L’œuf sait où danser !

Quatre-vingt-dix associations de défense des droits de l’Homme ont lancé, le mardi 25 février dernier, un appel au gouvernement congolais pour que celui-ci respecte ses engagements vis-à-vis du traité de Rome, en mettant à la disposition de la CPI, Omar El-Béchir. Rappelons que le président soudanais contre lequel la CPI a déjà émis deux mandats d’arrêt internationaux pour crimes de guerre et crimes contre l’humanité, est à Kinshasa pour un sommet du Marché commun de l’Afrique de l’Est et de l’Afrique centrale.

Depuis que l’épée de Damoclès de la Justice internationale plane sur la tête de l’homme fort de Khartoum, celui-ci sait où mettre les pieds

Comme il fallait s’y attendre, le gouvernement congolais, par la voix de son porte-parole, Lambert Mendé, a opposé une fin de non- recevoir à cette demande des mouvements des droits humains, malgré la ratification par le Congo du traité de Rome.
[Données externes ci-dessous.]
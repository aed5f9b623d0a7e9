use axum::extract::{Path, State};
use axum::Json;

use crate::AppState;

/// Quote serviceability and delivery rates for a destination pincode.
/// Always 200: unserviceable and fallback outcomes are data, not errors.
pub async fn serviceability(
    State(state): State<AppState>,
    Path(pincode): Path<String>,
) -> Json<serde_json::Value> {
    let quote = state.shipping_service.resolve_delivery_charge(&pincode).await;
    Json(serde_json::json!({
        "success": true,
        "available": quote.available,
        "couriers": quote.couriers,
        "chosen_rate": quote.chosen_rate,
        "fallback": quote.fallback,
    }))
}
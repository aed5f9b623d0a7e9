use anyhow::anyhow;
use lustre_db::models::coupon::Coupon;
use lustre_db::models::order::{NewOrder, NewOrderItem, Order, OrderStatus};
use lustre_db::repositories::order_repo::OrderRepository;
use rand::Rng;
use serde::{Deserialize, Serialize};
use sqlx::SqlitePool;
use std::sync::Arc;
use thiserror::Error;
use tracing::{info, warn};

use crate::services::coupon_service::{ApplyError, CouponService};
use crate::services::pricing::{assemble_totals, CouponError, DiscountResult, OrderTotals};
use crate::services::razorpay::PaymentGateway;
use crate::services::shipping_service::ShippingService;
use crate::settings::SettingsService;

/// GST default in basis points, overridable via the `tax_rate_bps` setting.
const DEFAULT_TAX_RATE_BPS: i64 = 1_800;

#[derive(Debug, Error)]
pub enum CheckoutError {
    #[error("Cart is empty")]
    EmptyCart,
    #[error("Invalid cart item: {0}")]
    InvalidItem(String),
    #[error("Delivery is not available to pincode {0}")]
    Unserviceable(String),
    #[error("Unsupported payment method: {0}")]
    UnknownPaymentMethod(String),
    #[error(transparent)]
    Coupon(#[from] ApplyError),
    #[error("No order found for this payment")]
    UnknownOrder,
    #[error("Payment signature verification failed")]
    SignatureMismatch,
    #[error(transparent)]
    Storage(#[from] anyhow::Error),
}

#[derive(Debug, Clone, Deserialize)]
pub struct CartItem {
    pub product_name: String,
    pub sku: Option<String>,
    pub quantity: i64,
    /// Unit price in paise.
    pub unit_price: i64,
}

#[derive(Debug, Clone, Deserialize)]
pub struct PlaceOrderRequest {
    pub items: Vec<CartItem>,
    pub customer_email: String,
    pub user_id: Option<i64>,
    pub shipping_address: serde_json::Value,
    pub delivery_pincode: String,
    pub coupon_code: Option<String>,
    /// "cod" or "razorpay".
    pub payment_method: String,
}

/// What the storefront needs to either show a confirmation (COD) or open
/// the gateway checkout (prepaid).
#[derive(Debug, Serialize)]
pub struct PlacedOrder {
    pub order_number: String,
    pub status: OrderStatus,
    pub totals: OrderTotals,
    pub razorpay_order_id: Option<String>,
    pub razorpay_key_id: Option<String>,
}

pub struct CheckoutService {
    pool: SqlitePool,
    orders: OrderRepository,
    coupons: Arc<CouponService>,
    shipping: Arc<ShippingService>,
    gateway: Arc<dyn PaymentGateway>,
    settings: Arc<SettingsService>,
}

impl CheckoutService {
    pub fn new(
        pool: SqlitePool,
        orders: OrderRepository,
        coupons: Arc<CouponService>,
        shipping: Arc<ShippingService>,
        gateway: Arc<dyn PaymentGateway>,
        settings: Arc<SettingsService>,
    ) -> Self {
        Self {
            pool,
            orders,
            coupons,
            shipping,
            gateway,
            settings,
        }
    }

    /// Price the cart and persist the order. COD orders confirm (and redeem
    /// the coupon) immediately; prepaid orders stay pending until the
    /// gateway payment is verified.
    pub async fn place_order(&self, req: &PlaceOrderRequest) -> Result<PlacedOrder, CheckoutError> {
        if req.items.is_empty() {
            return Err(CheckoutError::EmptyCart);
        }
        for item in &req.items {
            if item.quantity <= 0 || item.unit_price < 0 {
                return Err(CheckoutError::InvalidItem(item.product_name.clone()));
            }
        }

        let subtotal: i64 = req.items.iter().map(|i| i.quantity * i.unit_price).sum();

        let quote = self
            .shipping
            .resolve_delivery_charge(&req.delivery_pincode)
            .await;
        if !quote.available {
            return Err(CheckoutError::Unserviceable(req.delivery_pincode.clone()));
        }
        let delivery_charge = match quote.chosen_rate {
            Some(rate) => rate,
            None => self.shipping.fallback_rate().await,
        };

        let (coupon, discount) = match &req.coupon_code {
            Some(code) => {
                let (coupon, discount) = self
                    .coupons
                    .apply(code, req.user_id, subtotal, delivery_charge)
                    .await?;
                (Some(coupon), discount)
            }
            None => (None, DiscountResult::default()),
        };

        let tax_rate_bps = self
            .settings
            .get_i64("tax_rate_bps", DEFAULT_TAX_RATE_BPS)
            .await;
        let totals = assemble_totals(subtotal, discount, delivery_charge, tax_rate_bps);

        let is_prepaid = match req.payment_method.to_lowercase().as_str() {
            "razorpay" => true,
            "cod" => false,
            other => return Err(CheckoutError::UnknownPaymentMethod(other.to_string())),
        };
        let payment_method = if is_prepaid { "razorpay" } else { "cod" };

        let items: Vec<NewOrderItem> = req
            .items
            .iter()
            .map(|i| NewOrderItem {
                product_name: i.product_name.clone(),
                sku: i.sku.clone(),
                quantity: i.quantity,
                unit_price: i.unit_price,
            })
            .collect();

        // The UNIQUE constraint decides order-number collisions, not a
        // pre-check: a concurrent checkout that grabbed the same candidate
        // fails the insert and a fresh number is tried.
        let mut created = None;
        for _ in 0..5 {
            let candidate = generate_order_number();
            let new_order = NewOrder {
                order_number: candidate.clone(),
                user_id: req.user_id,
                customer_email: req.customer_email.clone(),
                status: OrderStatus::Pending,
                subtotal: totals.subtotal,
                discount_amount: totals.discount_amount,
                discount_on_delivery: totals.discount_on_delivery,
                delivery_charge: totals.delivery_charge,
                tax_amount: totals.tax_amount,
                total_amount: totals.total_amount,
                coupon_code: coupon.as_ref().map(|c| c.code.clone()),
                payment_method: payment_method.to_string(),
                payment_status: "pending".to_string(),
                razorpay_order_id: None,
                shipping_address: req.shipping_address.to_string(),
            };
            match self.orders.create(&new_order, &items).await {
                Ok(id) => {
                    created = Some((id, candidate));
                    break;
                }
                Err(e) if is_unique_violation(&e) => continue,
                Err(e) => return Err(CheckoutError::Storage(e)),
            }
        }
        let (order_id, order_number) =
            created.ok_or_else(|| anyhow!("Failed to generate a unique order number"))?;

        let gateway_order = if is_prepaid {
            let gateway_order = self
                .gateway
                .create_order(totals.total_amount, &order_number)
                .await?;
            self.orders
                .set_gateway_order(order_id, &gateway_order.gateway_order_id)
                .await?;
            Some(gateway_order)
        } else {
            None
        };

        info!(
            "Order {} placed: {} paise via {}",
            order_number, totals.total_amount, payment_method
        );

        let mut status = OrderStatus::Pending;
        if !is_prepaid {
            // Cash on delivery: nothing left to wait for.
            self.confirm_order(order_id, coupon.as_ref(), req.user_id, None)
                .await?;
            status = OrderStatus::Confirmed;
        }

        Ok(PlacedOrder {
            order_number,
            status,
            totals,
            razorpay_order_id: gateway_order.as_ref().map(|g| g.gateway_order_id.clone()),
            razorpay_key_id: gateway_order.map(|g| g.key_id),
        })
    }

    /// Verify the gateway callback for a prepaid order and confirm it.
    /// Confirmation and coupon redemption commit in one transaction:
    /// either the order is paid-and-counted or nothing happened.
    pub async fn verify_payment(
        &self,
        gateway_order_id: &str,
        payment_id: &str,
        signature: &str,
    ) -> Result<Order, CheckoutError> {
        let order = self
            .orders
            .find_by_razorpay_order_id(gateway_order_id)
            .await?
            .ok_or(CheckoutError::UnknownOrder)?;

        let valid = self
            .gateway
            .verify(gateway_order_id, payment_id, signature)
            .await?;
        if !valid {
            warn!(
                "Signature mismatch for order {} payment {}",
                order.order_number, payment_id
            );
            return Err(CheckoutError::SignatureMismatch);
        }

        let coupon = match &order.coupon_code {
            Some(code) => self.coupons.lookup(code).await?,
            None => None,
        };

        self.confirm_order(order.id, coupon.as_ref(), order.user_id, Some(payment_id))
            .await?;

        self.orders
            .find_by_razorpay_order_id(gateway_order_id)
            .await?
            .ok_or(CheckoutError::UnknownOrder)
    }

    async fn confirm_order(
        &self,
        order_id: i64,
        coupon: Option<&Coupon>,
        user_id: Option<i64>,
        payment_id: Option<&str>,
    ) -> Result<(), CheckoutError> {
        let mut tx = self.pool.begin().await.map_err(anyhow::Error::from)?;
        let confirmed = self
            .orders
            .mark_confirmed(&mut tx, order_id, payment_id)
            .await?;

        // Replayed or raced confirmation: the order already left pending.
        // Acknowledge without touching the coupon counters again.
        if !confirmed {
            tx.rollback().await.map_err(anyhow::Error::from)?;
            return Ok(());
        }

        if let Some(coupon) = coupon {
            let redeemed = self
                .coupons
                .redeem_for_order(&mut tx, coupon.id, user_id.unwrap_or(0), order_id)
                .await?;
            if !redeemed {
                tx.rollback().await.map_err(anyhow::Error::from)?;
                return Err(CheckoutError::Coupon(ApplyError::Rejected(
                    CouponError::UsageLimitExceeded,
                )));
            }
        }

        tx.commit().await.map_err(anyhow::Error::from)?;
        Ok(())
    }

}

fn generate_order_number() -> String {
    format!("LST-{:08}", rand::rng().random_range(0..100_000_000u64))
}

fn is_unique_violation(e: &anyhow::Error) -> bool {
    matches!(
        e.downcast_ref::<sqlx::Error>(),
        Some(sqlx::Error::Database(db)) if db.is_unique_violation()
    )
}
use anyhow::Result;
use sqlx::SqlitePool;

use crate::settings::SettingsService;

/// Dump the runtime settings table.
pub async fn show_settings(pool: &SqlitePool) -> Result<()> {
    let settings = SettingsService::new(pool.clone()).await?;
    let all = settings.all().await;

    if all.is_empty() {
        println!("No settings configured.");
        return Ok(());
    }

    let mut keys: Vec<_> = all.keys().collect();
    keys.sort();
    for key in keys {
        let value = &all[key];
        // Credentials stay out of terminal history.
        if key.contains("password") || key.contains("secret") {
            println!("{} = ********", key);
        } else {
            println!("{} = {}", key, value);
        }
    }
    Ok(())
}

/// Write one runtime setting.
pub async fn set_setting(pool: &SqlitePool, key: &str, value: &str) -> Result<()> {
    let settings = SettingsService::new(pool.clone()).await?;
    settings.set(key, value).await?;
    println!("Setting '{}' updated.", key);
    Ok(())
}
Le ministre congolais a justifié le refus de son gouvernement de livrer Béchir à la CPI en invoquant les consignes de l’Union africaine (UA) en vertu desquelles les présidents en exercice ne peuvent être livrés à la CPI. Cette attitude de l’UA, qui est relayée par la RDC, peut recevoir le décryptage suivant.

D’abord, les conditions calamiteuses et anti-démocratiques dans lesquelles Joseph Kabila a usurpé le pouvoir en RDC, font de lui un allié naturel de Omar El-Béchir. Ce dernier sait qu’il n’a rien à craindre de Joseph Kabila qui, en plus d’être un imposteur, compte également dans ses placards plusieurs cadavres qui pourraient faire de lui un client sérieux de la CPI. En effet, depuis que l’épée de Damoclès de la Justice internationale plane sur la tête de l’homme fort de Khartoum, celui-ci sait où mettre les pieds. Il n’ose pas par exemple s’aventurer dans les pays de droits caractérisés par une implantation réelle de la démocratie et où la société civile représente véritablement un contre-pouvoir. Par contre, Omar El-Béchir peut se permettre un pied de nez à la CPI dans certaines capitales africaines où les questions de droits humains et de justice comptent pour moins que du beurre. Joseph Kabila et Omar El-Béchir peuvent donc s’assembler, puisque sur les questions des droits humains, ils se ressemblent.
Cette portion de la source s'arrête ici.